— Problem to work on —
Collect each line of the entries that holds the string "impl".

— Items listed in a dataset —
************

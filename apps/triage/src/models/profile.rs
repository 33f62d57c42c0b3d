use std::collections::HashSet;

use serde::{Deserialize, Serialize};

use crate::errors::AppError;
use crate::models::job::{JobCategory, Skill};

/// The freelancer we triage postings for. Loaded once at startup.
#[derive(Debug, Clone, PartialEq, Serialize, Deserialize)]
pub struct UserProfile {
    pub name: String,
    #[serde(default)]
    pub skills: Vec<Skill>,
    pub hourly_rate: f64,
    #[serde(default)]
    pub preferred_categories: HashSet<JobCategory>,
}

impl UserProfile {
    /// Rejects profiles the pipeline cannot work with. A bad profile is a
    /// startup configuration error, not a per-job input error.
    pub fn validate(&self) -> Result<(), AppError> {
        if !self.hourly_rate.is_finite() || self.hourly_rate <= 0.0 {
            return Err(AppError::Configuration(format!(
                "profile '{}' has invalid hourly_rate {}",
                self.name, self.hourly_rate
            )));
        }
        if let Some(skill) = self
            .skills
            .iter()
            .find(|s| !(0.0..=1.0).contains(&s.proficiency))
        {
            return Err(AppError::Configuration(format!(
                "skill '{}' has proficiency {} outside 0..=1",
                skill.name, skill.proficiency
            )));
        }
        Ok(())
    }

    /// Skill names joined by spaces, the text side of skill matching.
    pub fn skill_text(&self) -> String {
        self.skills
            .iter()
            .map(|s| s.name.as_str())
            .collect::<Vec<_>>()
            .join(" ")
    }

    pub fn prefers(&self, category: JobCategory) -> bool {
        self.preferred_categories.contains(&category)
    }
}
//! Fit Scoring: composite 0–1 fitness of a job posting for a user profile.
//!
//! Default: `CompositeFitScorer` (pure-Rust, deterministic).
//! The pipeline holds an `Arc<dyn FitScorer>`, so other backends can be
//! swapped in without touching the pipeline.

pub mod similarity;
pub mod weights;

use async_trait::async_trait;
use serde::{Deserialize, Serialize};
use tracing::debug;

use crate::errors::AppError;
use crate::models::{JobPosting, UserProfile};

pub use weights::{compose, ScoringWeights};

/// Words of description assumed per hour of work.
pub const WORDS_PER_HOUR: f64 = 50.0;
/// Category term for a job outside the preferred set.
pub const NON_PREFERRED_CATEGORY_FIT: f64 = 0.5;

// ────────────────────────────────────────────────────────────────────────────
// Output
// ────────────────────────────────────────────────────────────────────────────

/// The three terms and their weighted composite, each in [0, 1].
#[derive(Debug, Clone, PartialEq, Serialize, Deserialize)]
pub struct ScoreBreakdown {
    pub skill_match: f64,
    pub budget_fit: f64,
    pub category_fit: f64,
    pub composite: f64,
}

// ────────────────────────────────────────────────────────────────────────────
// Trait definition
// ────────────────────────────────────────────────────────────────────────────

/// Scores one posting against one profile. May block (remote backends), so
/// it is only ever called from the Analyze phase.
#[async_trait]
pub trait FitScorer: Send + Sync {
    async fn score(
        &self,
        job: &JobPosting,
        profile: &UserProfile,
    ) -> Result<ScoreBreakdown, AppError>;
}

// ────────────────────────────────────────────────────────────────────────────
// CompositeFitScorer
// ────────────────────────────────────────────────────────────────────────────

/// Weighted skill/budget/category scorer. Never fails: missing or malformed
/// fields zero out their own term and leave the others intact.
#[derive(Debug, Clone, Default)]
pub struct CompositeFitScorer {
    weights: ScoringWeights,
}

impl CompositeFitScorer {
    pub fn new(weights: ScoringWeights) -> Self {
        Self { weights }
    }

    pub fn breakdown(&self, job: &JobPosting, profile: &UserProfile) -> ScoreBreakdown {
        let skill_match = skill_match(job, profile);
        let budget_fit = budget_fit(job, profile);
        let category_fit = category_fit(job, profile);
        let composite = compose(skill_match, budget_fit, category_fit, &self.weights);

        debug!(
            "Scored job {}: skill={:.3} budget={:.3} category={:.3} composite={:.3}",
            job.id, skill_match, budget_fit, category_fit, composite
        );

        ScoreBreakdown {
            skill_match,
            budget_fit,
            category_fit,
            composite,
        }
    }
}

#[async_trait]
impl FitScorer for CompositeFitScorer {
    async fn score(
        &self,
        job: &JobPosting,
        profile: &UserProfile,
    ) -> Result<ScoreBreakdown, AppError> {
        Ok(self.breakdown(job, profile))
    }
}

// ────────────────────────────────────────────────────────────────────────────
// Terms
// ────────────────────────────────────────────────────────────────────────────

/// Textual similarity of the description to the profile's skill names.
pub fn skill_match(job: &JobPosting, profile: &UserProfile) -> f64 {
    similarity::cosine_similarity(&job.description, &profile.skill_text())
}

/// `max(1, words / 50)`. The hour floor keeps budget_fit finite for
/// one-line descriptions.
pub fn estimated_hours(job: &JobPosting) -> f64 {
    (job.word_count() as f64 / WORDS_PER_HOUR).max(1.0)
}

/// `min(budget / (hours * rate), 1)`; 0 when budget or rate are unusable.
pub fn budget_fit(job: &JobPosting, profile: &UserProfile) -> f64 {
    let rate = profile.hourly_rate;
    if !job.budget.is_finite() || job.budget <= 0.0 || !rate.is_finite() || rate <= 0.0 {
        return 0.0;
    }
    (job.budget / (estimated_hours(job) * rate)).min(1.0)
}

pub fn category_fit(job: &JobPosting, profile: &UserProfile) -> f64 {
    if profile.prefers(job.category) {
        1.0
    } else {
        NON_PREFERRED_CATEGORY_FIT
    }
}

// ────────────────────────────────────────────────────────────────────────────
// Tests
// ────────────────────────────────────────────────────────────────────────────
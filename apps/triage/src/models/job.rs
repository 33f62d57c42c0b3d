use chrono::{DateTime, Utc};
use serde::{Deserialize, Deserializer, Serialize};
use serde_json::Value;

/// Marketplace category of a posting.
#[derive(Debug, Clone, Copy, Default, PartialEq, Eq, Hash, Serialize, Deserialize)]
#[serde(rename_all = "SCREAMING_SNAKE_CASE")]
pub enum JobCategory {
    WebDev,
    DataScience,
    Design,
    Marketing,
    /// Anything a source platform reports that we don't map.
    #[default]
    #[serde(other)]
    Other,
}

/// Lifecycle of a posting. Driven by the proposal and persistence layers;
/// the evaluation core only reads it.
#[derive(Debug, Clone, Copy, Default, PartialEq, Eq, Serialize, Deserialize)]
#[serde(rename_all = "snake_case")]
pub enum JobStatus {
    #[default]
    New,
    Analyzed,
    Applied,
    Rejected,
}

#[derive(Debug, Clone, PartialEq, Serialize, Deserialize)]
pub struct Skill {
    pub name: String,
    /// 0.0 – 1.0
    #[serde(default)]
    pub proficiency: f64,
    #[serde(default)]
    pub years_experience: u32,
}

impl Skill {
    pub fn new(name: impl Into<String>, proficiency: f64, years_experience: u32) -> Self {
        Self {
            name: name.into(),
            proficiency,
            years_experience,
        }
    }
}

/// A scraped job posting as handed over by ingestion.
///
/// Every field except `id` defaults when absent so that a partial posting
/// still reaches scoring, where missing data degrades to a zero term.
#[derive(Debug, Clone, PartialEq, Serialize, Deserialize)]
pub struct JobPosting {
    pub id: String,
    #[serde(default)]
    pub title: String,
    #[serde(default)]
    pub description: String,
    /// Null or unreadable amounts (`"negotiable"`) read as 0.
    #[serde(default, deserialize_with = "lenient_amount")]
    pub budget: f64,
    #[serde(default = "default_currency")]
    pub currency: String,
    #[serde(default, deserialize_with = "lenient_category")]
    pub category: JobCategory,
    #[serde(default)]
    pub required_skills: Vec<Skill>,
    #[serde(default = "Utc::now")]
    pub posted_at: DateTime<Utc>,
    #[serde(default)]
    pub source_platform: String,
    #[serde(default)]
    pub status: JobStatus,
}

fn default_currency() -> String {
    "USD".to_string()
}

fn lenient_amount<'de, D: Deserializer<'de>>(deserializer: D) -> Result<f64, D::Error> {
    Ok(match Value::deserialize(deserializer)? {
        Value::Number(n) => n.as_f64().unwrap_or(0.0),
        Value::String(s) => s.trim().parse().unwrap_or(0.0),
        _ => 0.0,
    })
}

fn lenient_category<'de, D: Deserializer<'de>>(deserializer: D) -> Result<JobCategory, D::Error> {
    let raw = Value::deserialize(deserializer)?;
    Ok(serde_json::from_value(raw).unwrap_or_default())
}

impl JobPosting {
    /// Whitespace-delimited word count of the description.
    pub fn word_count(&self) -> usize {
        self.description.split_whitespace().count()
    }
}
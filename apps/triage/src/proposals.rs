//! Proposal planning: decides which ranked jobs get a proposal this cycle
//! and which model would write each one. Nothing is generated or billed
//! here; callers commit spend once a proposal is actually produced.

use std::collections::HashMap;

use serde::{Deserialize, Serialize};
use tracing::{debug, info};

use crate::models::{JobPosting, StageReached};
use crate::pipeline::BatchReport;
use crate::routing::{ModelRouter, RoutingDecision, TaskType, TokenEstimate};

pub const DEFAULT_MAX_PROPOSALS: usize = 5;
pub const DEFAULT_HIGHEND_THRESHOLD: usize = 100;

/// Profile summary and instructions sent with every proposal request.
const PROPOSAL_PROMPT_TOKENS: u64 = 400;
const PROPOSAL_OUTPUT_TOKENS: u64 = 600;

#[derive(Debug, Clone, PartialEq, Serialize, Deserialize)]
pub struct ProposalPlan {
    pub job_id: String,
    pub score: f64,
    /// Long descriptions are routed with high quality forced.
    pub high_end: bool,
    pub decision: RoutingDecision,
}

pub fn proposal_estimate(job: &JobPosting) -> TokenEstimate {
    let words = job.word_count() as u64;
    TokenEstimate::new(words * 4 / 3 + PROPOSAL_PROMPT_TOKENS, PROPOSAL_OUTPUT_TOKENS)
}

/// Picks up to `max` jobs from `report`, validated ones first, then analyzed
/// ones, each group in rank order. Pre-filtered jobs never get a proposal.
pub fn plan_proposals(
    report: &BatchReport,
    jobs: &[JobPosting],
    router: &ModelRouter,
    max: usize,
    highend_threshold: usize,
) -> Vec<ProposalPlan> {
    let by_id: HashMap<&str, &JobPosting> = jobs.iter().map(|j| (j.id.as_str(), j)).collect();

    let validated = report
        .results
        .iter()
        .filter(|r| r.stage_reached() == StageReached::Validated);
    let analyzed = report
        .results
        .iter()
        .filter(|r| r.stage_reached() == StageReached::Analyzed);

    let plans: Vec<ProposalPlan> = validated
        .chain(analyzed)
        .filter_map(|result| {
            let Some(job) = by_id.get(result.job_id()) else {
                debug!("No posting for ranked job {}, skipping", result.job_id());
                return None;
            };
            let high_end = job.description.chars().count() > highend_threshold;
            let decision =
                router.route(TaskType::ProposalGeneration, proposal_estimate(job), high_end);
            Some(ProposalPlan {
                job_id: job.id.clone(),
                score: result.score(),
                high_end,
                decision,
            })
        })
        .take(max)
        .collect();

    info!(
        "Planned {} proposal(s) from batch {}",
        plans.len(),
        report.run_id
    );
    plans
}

************

— Task result —
impl UserProfile {
impl CompositeFitScorer {
impl FitScorer for CompositeFitScorer {
impl Skill {
    pub fn new(name: impl Into<String>, proficiency: f64, years_experience: u32) -> Self {
impl JobPosting {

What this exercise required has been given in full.